Statewide, only 88 votes were cast for Harris for every 100 votes cast for Stein. For every 100 ballots cast for Hunt statewide, 98 were cast for Harris.
In relative terms, the vote gaps were widest between Harris and the two democratic candidates for statewide office in the state’s predominantly white, micropolitan, suburban, rural, and mountain counties, as well as in counties with a significant Hispanic population concentration and counties where growth was fueled by an influx of migrants from other states during the COVID-19 crisis between 2020 and 2022. For Harris, the vote gap—the intersectional impact—was much narrower in North Carolina counties where the population is majority Black and in counties with a diverse mix of races.
Notably, in Piedmont, metropolitan, urban core, and growth magnet counties during the 2010s, where vote gaps hovered around the statewide average, Harris suffered major absolute vote losses compared to Stein and Hunt because these are areas where most of the state’s population is concentrated. Had Harris achieved vote parity with her two democratic counterparts for statewide office in any of these highly populated communities, she again would have easily won the North Carolina election.
Source: https://er.ncsbe.gov/?election_dt=11/05/2024&county_id=0&office=FED&contest=0
Two final data points on the intersectional impact of Harris’s race and gender: North Carolinians cast more ballots for Stein (3,069,496) than they did for Trump (2,898,423), and the vote count differential between Hunt and Trump (129,884) was much narrower than vote count differential between Harris and Trump (183,048).
Consciously or unconsciously, democratic-leaning voters in North Carolina imposed an intersectionality penalty on Kamala Harris in the 2024 election.
Submitted by:

James H. Johnson, Jr. is the William Rand Kenan, Jr. Distinguished Professor of Strategy and Entrepreneurship and director of the Urban Investment Strategies Center in the Kenan-Flagler Business School at the University of North Carolina at Chapel Hill.

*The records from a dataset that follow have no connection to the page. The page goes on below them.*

use std::collections::BTreeMap;
use std::fs;
use std::path::PathBuf;
use std::time::SystemTime;

use tracing::debug;

use crate::cache::CacheStore;
use crate::compile::compile;
use crate::context::Context;
use crate::error::{Error, Result};
use crate::lexer::tokenize;
use crate::parser::parse;
use crate::registry::{FilterFn, FunctionFn, Registry};
use crate::value::Value;

/// The template engine facade.
///
/// Orchestrates the pipeline — lex, parse, compile, cache — and executes
/// compiled templates against caller data merged over engine-level defaults.
/// An `Engine` is an explicitly constructed value owned by the host
/// application; construct one and pass it where it is needed.
///
/// # Examples
///
/// ```no_run
/// use stencil::{Context, Engine};
///
/// let mut engine = Engine::new("templates", "cache");
/// engine.assign("site_name", "Example");
///
/// let mut context = Context::new();
/// context.insert("name", "World");
/// let html = engine.render("hello.html", Some(&context)).unwrap();
/// ```
pub struct Engine {
    template_root: PathBuf,
    cache: CacheStore,
    registry: Registry,
    defaults: BTreeMap<String, Value>,
}

impl Engine {
    /// Create an engine loading template sources from `template_root` and
    /// persisting compiled artifacts under `cache_dir`.
    pub fn new(template_root: impl Into<PathBuf>, cache_dir: impl Into<PathBuf>) -> Self {
        Self {
            template_root: template_root.into(),
            cache: CacheStore::new(cache_dir),
            registry: Registry::with_builtins(),
            defaults: BTreeMap::new(),
        }
    }

    /// Render a template file with the given context.
    ///
    /// The name is resolved relative to the template root. A cached compiled
    /// form is reused while its recorded mtime is current; otherwise the
    /// source is recompiled (and re-cached when caching is enabled).
    ///
    /// # Errors
    ///
    /// - [`Error::TemplateNotFound`] if no source file exists for `name`.
    /// - Lex/parse errors for malformed template syntax.
    /// - [`Error::UndefinedFilter`] / [`Error::UndefinedFunction`] for names
    ///   absent from the registry.
    /// - [`Error::Runtime`] for non-recoverable evaluation faults.
    pub fn render<N: AsRef<str>>(&self, name: N, context: Option<&Context>) -> Result<String> {
        let name = name.as_ref();
        let path = self.template_root.join(name);
        let metadata = fs::metadata(&path).map_err(|_| Error::TemplateNotFound {
            name: name.to_owned(),
        })?;
        let source_mtime = metadata.modified()?;

        let compiled = match self.cache.get(name, source_mtime) {
            Some(compiled) => compiled,
            None => {
                let source = fs::read_to_string(&path)?;
                debug!(template = name, "compiling template");
                let program = parse(&tokenize(&source)?)?;
                let compiled = compile(name, program, &self.registry, source_mtime)?;
                self.cache.put(&compiled)?;
                compiled
            }
        };

        compiled.execute(self.merged_vars(context), &self.registry)
    }

    /// Compile and execute a template from a string, bypassing the template
    /// root and the cache. Useful for one-off snippets and tests.
    pub fn render_str(&self, source: &str, context: Option<&Context>) -> Result<String> {
        let program = parse(&tokenize(source)?)?;
        let compiled = compile("<string>", program, &self.registry, SystemTime::UNIX_EPOCH)?;
        compiled.execute(self.merged_vars(context), &self.registry)
    }

    /// Set an engine-level default variable, visible to every render unless
    /// shadowed by the call's context.
    pub fn assign<K: AsRef<str>, V: Into<Value>>(&mut self, key: K, value: V) -> &mut Self {
        self.defaults.insert(key.as_ref().to_owned(), value.into());
        self
    }

    /// Set several defaults at once.
    pub fn assign_many<K, V, I>(&mut self, vars: I) -> &mut Self
    where
        K: AsRef<str>,
        V: Into<Value>,
        I: IntoIterator<Item = (K, V)>,
    {
        for (key, value) in vars {
            self.assign(key, value);
        }
        self
    }

    /// Register (or replace) a filter.
    pub fn add_filter(&mut self, name: impl Into<String>, filter: FilterFn) -> &mut Self {
        self.registry.register_filter(name, filter);
        self
    }

    /// Register (or replace) a function.
    pub fn add_function(&mut self, name: impl Into<String>, function: FunctionFn) -> &mut Self {
        self.registry.register_function(name, function);
        self
    }

    pub fn has_filter(&self, name: &str) -> bool {
        self.registry.has_filter(name)
    }

    pub fn has_function(&self, name: &str) -> bool {
        self.registry.has_function(name)
    }

    /// Toggle the compiled-template cache. Disabling forces a fresh
    /// compilation on every render without deleting existing artifacts.
    pub fn set_cache_enabled(&mut self, enabled: bool) -> &mut Self {
        self.cache.set_enabled(enabled);
        self
    }

    pub fn cache_enabled(&self) -> bool {
        self.cache.is_enabled()
    }

    /// Remove all persisted cache artifacts unconditionally.
    pub fn clear_cache(&self) -> Result<()> {
        self.cache.clear()
    }

    /// Drop the cached compiled form of a single template.
    pub fn invalidate(&self, name: &str) -> Result<()> {
        self.cache.invalidate(name)
    }

    fn merged_vars(&self, context: Option<&Context>) -> BTreeMap<String, Value> {
        let mut vars = self.defaults.clone();
        if let Some(context) = context {
            for (key, value) in context.vars() {
                vars.insert(key.clone(), value.clone());
            }
        }
        vars
    }
}

impl std::fmt::Debug for Engine {
    fn fmt(&self, f: &mut std::fmt::Formatter<'_>) -> std::fmt::Result {
        f.debug_struct("Engine")
            .field("template_root", &self.template_root)
            .field("cache_enabled", &self.cache.is_enabled())
            .field("registry", &self.registry)
            .finish_non_exhaustive()
    }
}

Jeanne Milliken Bonds is a Professor of the Practice, Impact Investment, and Sustainable Finance in the Kenan-Flagler Business School and the Department of Public Policy at the University of North Carolina at Chapel Hill.

Wendell M. Davis is a retired local government and higher education executive. He is the founder and managing principal of Sixty-Revolutions, LLC, a best-practices, business development, and technology consulting firm based in Burlington, NC.